End: January 23, 2025 4:30 p.m.

Characterizing the Function/Dysfunction Switch of MitoNEET

Dr. Mary Konkle
Associate Professor, Department of Chemistry, Ball State University

Thursday, 01/23 @ 3:30 PM
FB 253 

MitoNEET, a [2Fe-2S] redox active mitochondrial protein belonging to the CDGSH iron-sulfur domain (CISD) family, has been implicated as a potential targets for drug development to treat various disorders (type-2 diabetes, cancer, and Parkinson’s Disease). However, the specific cellular function(s) for mitoNEET still remains to be fully elucidated, and family presents a significant roadblock in rational drug development. Here we show that mitoNEET binds the enzymatic cofactor pyridoxal phosphate (PLP) specifically at only one of its eleven lysine residues, Lys55. When modified by PLP, mitoNEET catalyzes the transamination of the amino acid cysteine and the alpha-keto acid 2-oxoglutarate to form 3-mercaptopyruvate and glutamate. This work identified, for the first time, mitoNEET as an enzyme with cysteine transaminase activity.

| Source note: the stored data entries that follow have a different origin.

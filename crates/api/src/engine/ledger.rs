//! Request Ledger: creation, lookup, listing and deletion of vendor
//! requests, keeping the project and inbox mirrors in step.
//!
//! The ledger row is written first and is authoritative. Mirror writes
//! follow as separate steps; a failed mirror write is logged and left for
//! [`super::reconcile`] rather than undoing the ledger write.

use std::collections::BTreeSet;
use std::sync::Arc;

use futures::future::{join_all, try_join_all};
use serde::Serialize;
use vendorlink_core::error::CoreError;
use vendorlink_core::geo::GeoPoint;
use vendorlink_core::negotiation::AcceptanceFilter;
use vendorlink_core::roles::Capability;
use vendorlink_core::types::{DbId, Timestamp};
use vendorlink_core::vendor_role::VendorRole;
use vendorlink_core::window::RequestWindow;
use vendorlink_db::models::vendor_request::{NewVendorRequest, RequestQuery, VendorRequest};
use vendorlink_db::store::LedgerStore;

use super::{owned_project, Caller};

/// Everything a dispatch shares across its target vendors.
#[derive(Debug, Clone)]
pub struct RequestDraft {
    pub project_id: DbId,
    pub role: VendorRole,
    pub location: GeoPoint,
    pub start_at: Timestamp,
    pub end_at: Timestamp,
    pub description: String,
}

/// Listing filter for [`RequestLedger::list_by_user_project`].
#[derive(Debug, Clone, Copy, Default)]
pub struct RequestFilter {
    pub role: Option<VendorRole>,
    pub acceptance: AcceptanceFilter,
}

/// Result of deleting one request.
#[derive(Debug, Clone, Copy, PartialEq, Eq, Serialize)]
pub struct Removal {
    pub request_id: DbId,
    /// `false` when the ledger entry was already gone.
    pub removed: bool,
    /// `false` when a mirror cleanup failed and needs a retry.
    pub mirrors_synced: bool,
}

/// Result of deleting a set of requests.
#[derive(Debug, Clone, Default, PartialEq, Eq, Serialize)]
pub struct BulkRemoval {
    pub deleted: usize,
    /// Requests whose deletion or mirror cleanup failed.
    pub failed: Vec<DbId>,
}

#[derive(Clone)]
pub struct RequestLedger {
    store: Arc<dyn LedgerStore>,
}

impl RequestLedger {
    pub fn new(store: Arc<dyn LedgerStore>) -> Self {
        Self { store }
    }

    /// Create one request from the caller to `vendor_id`.
    pub async fn create(
        &self,
        caller: &Caller,
        vendor_id: DbId,
        draft: &RequestDraft,
    ) -> Result<VendorRequest, CoreError> {
        self.dispatch(caller, &[vendor_id], draft)
            .await?
            .pop()
            .ok_or_else(|| CoreError::Internal("Dispatch created no request".into()))
    }

    /// Create one request per vendor id.
    ///
    /// Every input is checked before the first write: the window and
    /// location, the caller's user profile and project ownership, each
    /// vendor's existence and stored role, and that no vendor is already
    /// targeted in this (user, project, role) slot. Duplicate ids collapse.
    pub async fn dispatch(
        &self,
        caller: &Caller,
        vendor_ids: &[DbId],
        draft: &RequestDraft,
    ) -> Result<Vec<VendorRequest>, CoreError> {
        caller.require(Capability::ActAsUser)?;
        let window = RequestWindow::new(draft.start_at, draft.end_at)?;
        draft.location.validate()?;

        let mut seen = BTreeSet::new();
        let vendor_ids: Vec<DbId> = vendor_ids
            .iter()
            .copied()
            .filter(|id| seen.insert(*id))
            .collect();
        if vendor_ids.is_empty() {
            return Err(CoreError::Validation(
                "At least one vendor id is required".into(),
            ));
        }

        self.store
            .find_user(caller.id)
            .await?
            .ok_or(CoreError::NotFound {
                entity: "User",
                id: caller.id,
            })?;
        let project = owned_project(self.store.as_ref(), caller.id, draft.project_id).await?;

        let targeted = self
            .targeted_vendors(caller.id, project.id, draft.role)
            .await?;

        for &vendor_id in &vendor_ids {
            let vendor = self
                .store
                .find_vendor(vendor_id)
                .await?
                .ok_or(CoreError::NotFound {
                    entity: "Vendor",
                    id: vendor_id,
                })?;
            if vendor.role != draft.role {
                return Err(CoreError::Conflict(format!(
                    "Vendor {vendor_id} is registered as {}, not {}",
                    vendor.role, draft.role
                )));
            }
            if targeted.contains(&vendor_id) {
                return Err(CoreError::Conflict(format!(
                    "Vendor {vendor_id} already has a {} request in this project",
                    draft.role
                )));
            }
        }

        let mut created = Vec::with_capacity(vendor_ids.len());
        for vendor_id in vendor_ids {
            let input = NewVendorRequest {
                user_id: caller.id,
                vendor_id,
                project_id: project.id,
                role: draft.role,
                description: draft.description.trim().to_string(),
                point: draft.location,
                window,
            };
            let request = self.store.insert_request(&input).await?;
            self.mirror_created(&request).await;
            tracing::info!(
                request_id = request.id,
                user_id = request.user_id,
                vendor_id = request.vendor_id,
                project_id = request.project_id,
                role = %request.role,
                "Vendor request created",
            );
            created.push(request);
        }
        Ok(created)
    }

    pub async fn get(&self, id: DbId) -> Result<VendorRequest, CoreError> {
        self.store
            .find_request(id)
            .await?
            .ok_or(CoreError::NotFound {
                entity: "VendorRequest",
                id,
            })
    }

    /// Fetch a request the caller is a party to.
    pub async fn get_for(&self, caller: &Caller, id: DbId) -> Result<VendorRequest, CoreError> {
        let request = self.get(id).await?;
        if !caller.is_party_to(&request) {
            return Err(CoreError::Forbidden(
                "Only the requesting user or the addressed vendor may view this request".into(),
            ));
        }
        Ok(request)
    }

    pub async fn list_by_user_project(
        &self,
        caller: &Caller,
        project_id: DbId,
        filter: RequestFilter,
    ) -> Result<Vec<VendorRequest>, CoreError> {
        caller.require(Capability::ActAsUser)?;
        owned_project(self.store.as_ref(), caller.id, project_id).await?;
        let query = RequestQuery {
            role: filter.role,
            ..RequestQuery::for_project(caller.id, project_id)
        }
        .with_acceptance(filter.acceptance);
        Ok(self.store.list_requests(&query).await?)
    }

    /// Every request the caller has sent, across projects.
    pub async fn sent_requests(&self, caller: &Caller) -> Result<Vec<VendorRequest>, CoreError> {
        caller.require(Capability::ActAsUser)?;
        let query = RequestQuery {
            user_id: Some(caller.id),
            ..RequestQuery::default()
        };
        Ok(self.store.list_requests(&query).await?)
    }

    /// The vendor's inbox, resolved through the inbox mirror. Entries whose
    /// ledger row is gone are skipped.
    pub async fn inbox(&self, caller: &Caller) -> Result<Vec<VendorRequest>, CoreError> {
        caller.require(Capability::ActAsVendor)?;
        let ids = self.store.inbox(caller.id).await?;
        let found = try_join_all(ids.iter().map(|id| self.store.find_request(*id))).await?;

        let mut requests = Vec::with_capacity(found.len());
        for (id, request) in ids.iter().zip(found) {
            match request {
                Some(request) if request.vendor_id == caller.id => requests.push(request),
                _ => tracing::debug!(vendor_id = caller.id, request_id = id, "Stale inbox entry"),
            }
        }
        Ok(requests)
    }

    /// Withdraw a request. Only its user (or an admin) may delete it.
    ///
    /// Deleting an id that is already gone is not an error: any mirror
    /// entries still pointing at it are swept.
    pub async fn delete(&self, caller: &Caller, id: DbId) -> Result<Removal, CoreError> {
        match self.store.find_request(id).await? {
            Some(request) => {
                if !caller.is_requesting_user(&request) && !caller.is_admin() {
                    return Err(CoreError::Forbidden(
                        "Only the requesting user may delete this request".into(),
                    ));
                }
                self.retract(&request).await
            }
            None => {
                let mirrors_synced = self.sweep_mirrors(id).await;
                Ok(Removal {
                    request_id: id,
                    removed: false,
                    mirrors_synced,
                })
            }
        }
    }

    /// Delete the ledger entry, then remove it from both mirrors.
    ///
    /// A ledger failure is returned as an error. Mirror failures are
    /// logged and reported through [`Removal::mirrors_synced`].
    pub async fn retract(&self, request: &VendorRequest) -> Result<Removal, CoreError> {
        let removed = self.store.delete_request(request.id).await?;
        let mirrors_synced = self
            .clear_mirrors(request.project_id, request.vendor_id, request.id)
            .await;
        tracing::info!(
            request_id = request.id,
            removed,
            mirrors_synced,
            "Vendor request retracted",
        );
        Ok(Removal {
            request_id: request.id,
            removed,
            mirrors_synced,
        })
    }

    /// Retract every request in `requests`. Order is irrelevant; the calls
    /// run concurrently and failures are collected, not propagated.
    pub async fn retract_all(&self, requests: &[VendorRequest]) -> BulkRemoval {
        let results = join_all(requests.iter().map(|r| self.retract(r))).await;

        let mut outcome = BulkRemoval::default();
        for (request, result) in requests.iter().zip(results) {
            match result {
                Ok(removal) => {
                    if removal.removed {
                        outcome.deleted += 1;
                    }
                    if !removal.mirrors_synced {
                        outcome.failed.push(request.id);
                    }
                }
                Err(e) => {
                    tracing::error!(request_id = request.id, error = %e, "Failed to retract request");
                    outcome.failed.push(request.id);
                }
            }
        }
        outcome
    }

    /// Vendors already targeted in the (user, project, role) slot.
    pub async fn targeted_vendors(
        &self,
        user_id: DbId,
        project_id: DbId,
        role: VendorRole,
    ) -> Result<BTreeSet<DbId>, CoreError> {
        let existing = self
            .store
            .list_requests(&RequestQuery::for_slot(user_id, project_id, role))
            .await?;
        Ok(existing.into_iter().map(|r| r.vendor_id).collect())
    }

    async fn mirror_created(&self, request: &VendorRequest) {
        let (sent, inbox) = tokio::join!(
            self.store
                .add_sent_request(request.project_id, request.id, request.role),
            self.store.add_inbox_entry(request.vendor_id, request.id),
        );
        if let Err(e) = sent {
            tracing::warn!(request_id = request.id, project_id = request.project_id, error = %e, "Project mirror write failed");
        }
        if let Err(e) = inbox {
            tracing::warn!(request_id = request.id, vendor_id = request.vendor_id, error = %e, "Inbox mirror write failed");
        }
    }

    async fn clear_mirrors(&self, project_id: DbId, vendor_id: DbId, request_id: DbId) -> bool {
        let (sent, inbox) = tokio::join!(
            self.store.remove_sent_request(project_id, request_id),
            self.store.remove_inbox_entry(vendor_id, request_id),
        );
        let mut synced = true;
        if let Err(e) = sent {
            tracing::warn!(request_id, project_id, error = %e, "Project mirror cleanup failed");
            synced = false;
        }
        if let Err(e) = inbox {
            tracing::warn!(request_id, vendor_id, error = %e, "Inbox mirror cleanup failed");
            synced = false;
        }
        synced
    }

    /// Remove `request_id` from every mirror that still lists it.
    async fn sweep_mirrors(&self, request_id: DbId) -> bool {
        match self.store.remove_request_from_mirrors(request_id).await {
            Ok(swept) => {
                if swept > 0 {
                    tracing::info!(request_id, swept, "Swept dangling mirror entries");
                }
                true
            }
            Err(e) => {
                tracing::warn!(request_id, error = %e, "Mirror sweep failed");
                false
            }
        }
    }
}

The reactive electrophile 4-oxononenal (ONE) was also shown to selectively react with Lys55, also through imine formation. Endogenous ONE production results from oxidative stress and the modification of Lys55 by ONE provided a first mechanistic explanation for how mitoNEET may sense the redox environment of the cell. The selective modification of mitoNEET by PLP or ONE at Lys55 allows for the exciting model that Lys55 is a redox switch that controls function (PLP-bound) and dysfunction (ONE-modified) of the protein.